残暑が続き、今月も東京電力、関西電力管内などにおいて電力供給量が不足し、他の電力会社から送電の融通を受ける事態になりました。この夏にはいくつかの電力会社が供給力不足に直面しました。
電力融通は、自然災害による発電所被災時などに以前から実施されていましたが、最近は、電力需要が高まる冬季、夏季の融通の頻度が多くなってきました。
一方、日本の電力需要量は、この10年間波を打ちながら減少しています。節電努力に加え、電力の7割を消費する産業などの非家庭部門が必ずしも好調ではないからです。
需要が減少している中で、電力が不足するのは不思議ですが、理由は安定的に供給できる発電設備が徐々に減少しているためです。
2012年に太陽光発電設備などの再生可能エネルギー(再エネ)導入支援に固定価格買取制度(FIT)が導入されました。制度の支援を受けた太陽光発電設備などは大きく増えましたが、自然条件次第の再エネ設備はいつも発電できる訳ではありません。
たとえば日没後太陽光設備が発電できない時に、運転できる発電設備が減ってきています。電力市場自由化が原因です。

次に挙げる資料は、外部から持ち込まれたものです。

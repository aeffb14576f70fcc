//! A fixed-capacity pool of byte-chain nodes backing [`crate::segment::WriteBuffer`]
//! payloads, standing in for the embedded stack's `iob` pool: no allocator,
//! a bounded node budget, chains returned to the pool on drop.

use std::sync::atomic::{AtomicUsize, Ordering};
use std::sync::Arc;

use crate::err::EngineError;

/// Allocates [`IoChain`] handles against a bounded node budget.
pub trait BufferPool {
    fn alloc(&self) -> Result<IoChain, EngineError>;
}

struct PoolState {
    node_capacity: usize,
    free_nodes: AtomicUsize,
}

/// Reference [`BufferPool`] implementation: a process-wide node counter,
/// no real slab, since the engine only needs the accounting discipline to
/// be testable, not a zero-copy allocator.
#[derive(Clone)]
pub struct FixedIobPool {
    state: Arc<PoolState>,
}

impl FixedIobPool {
    pub fn new(pool_capacity: usize, node_capacity: usize) -> Self {
        Self {
            state: Arc::new(PoolState {
                node_capacity,
                free_nodes: AtomicUsize::new(pool_capacity),
            }),
        }
    }
}

impl BufferPool for FixedIobPool {
    fn alloc(&self) -> Result<IoChain, EngineError> {
        Ok(IoChain {
            data: Vec::new(),
            nodes_held: 0,
            state: Arc::clone(&self.state),
        })
    }
}

/// An owned, pool-backed byte chain. Dropping it returns every node it
/// held to the pool's free list.
pub struct IoChain {
    data: Vec<u8>,
    nodes_held: usize,
    state: Arc<PoolState>,
}

fn nodes_for(byte_len: usize, node_capacity: usize) -> usize {
    if byte_len == 0 {
        0
    } else {
        (byte_len + node_capacity - 1) / node_capacity
    }
}

impl IoChain {
    pub fn len(&self) -> usize {
        self.data.len()
    }

    pub fn is_empty(&self) -> bool {
        self.data.is_empty()
    }

    pub fn as_bytes(&self) -> &[u8] {
        &self.data
    }

    /// Appends `bytes`, reserving additional pool nodes as needed.
    pub fn copy_in(&mut self, bytes: &[u8]) -> Result<(), EngineError> {
        let wanted = nodes_for(self.data.len() + bytes.len(), self.state.node_capacity);
        let extra = wanted.saturating_sub(self.nodes_held);
        if extra > 0 {
            self.reserve_nodes(extra)?;
        }
        self.data.extend_from_slice(bytes);
        Ok(())
    }

    /// Drops the first `k` bytes, returning any pool nodes no longer needed.
    pub fn trim_head(&mut self, k: usize) {
        let k = k.min(self.data.len());
        self.data.drain(0..k);
        let wanted = nodes_for(self.data.len(), self.state.node_capacity);
        let freed = self.nodes_held.saturating_sub(wanted);
        if freed > 0 {
            self.state.free_nodes.fetch_add(freed, Ordering::AcqRel);
            self.nodes_held -= freed;
        }
    }

    fn reserve_nodes(&mut self, count: usize) -> Result<(), EngineError> {
        let mut current = self.state.free_nodes.load(Ordering::Acquire);
        loop {
            if current < count {
                return Err(EngineError::NoMemory);
            }
            match self.state.free_nodes.compare_exchange_weak(
                current,
                current - count,
                Ordering::AcqRel,
                Ordering::Acquire,
            ) {
                Ok(_) => {
                    self.nodes_held += count;
                    return Ok(());
                }
                Err(observed) => current = observed,
            }
        }
    }
}

impl Drop for IoChain {
    fn drop(&mut self) {
        if self.nodes_held > 0 {
            self.state.free_nodes.fetch_add(self.nodes_held, Ordering::AcqRel);
        }
    }
}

16年の電力市場の完全自由化の目的のひとつは、「安定供給の確保」でした。電力供給は安定化するはずでしたが、実際には、電力供給が不足し不安定化する地域がでてきました。
これから電力需要量は、電気自動車(EV)、ヒートポンプなどの電化の進展、生成AIの利用を支えるデータセンター新設、半導体製造により増加すると思われます。
そうなると停電の不安がさらに広がりそうです。対策はあるのでしょうか。
電気が足りない2つのケース
2種類の「電気が足りない」があります。一つは、「同時同量」と呼ばれる原則が崩れる時です。
電気は必要な時に、需要と同じ量を発電する必要があります。たとえば1000ワット(W)のエアコンのスイッチを入れると、1000W(1kW)の電気が必要になります。仮に100万世帯が同時にエアコンを使い始めると、100万kWの電気が新たに必要になります。よく言われる原子力発電1基分の設備容量に相当する電気です。
もし、この時に余っている100万kW以上の発電設備がなければ「同時同量」を満たせず、電気が不足し停電します。電気の需要があまりない時、たとえば深夜に電気を貯めておき、需要が高い時に使えば良いと思いますが、電気は貯めると高くなります。モバイルバッテリーの能力と価格を考えれば、蓄電池の値段が高いのは分かると思います。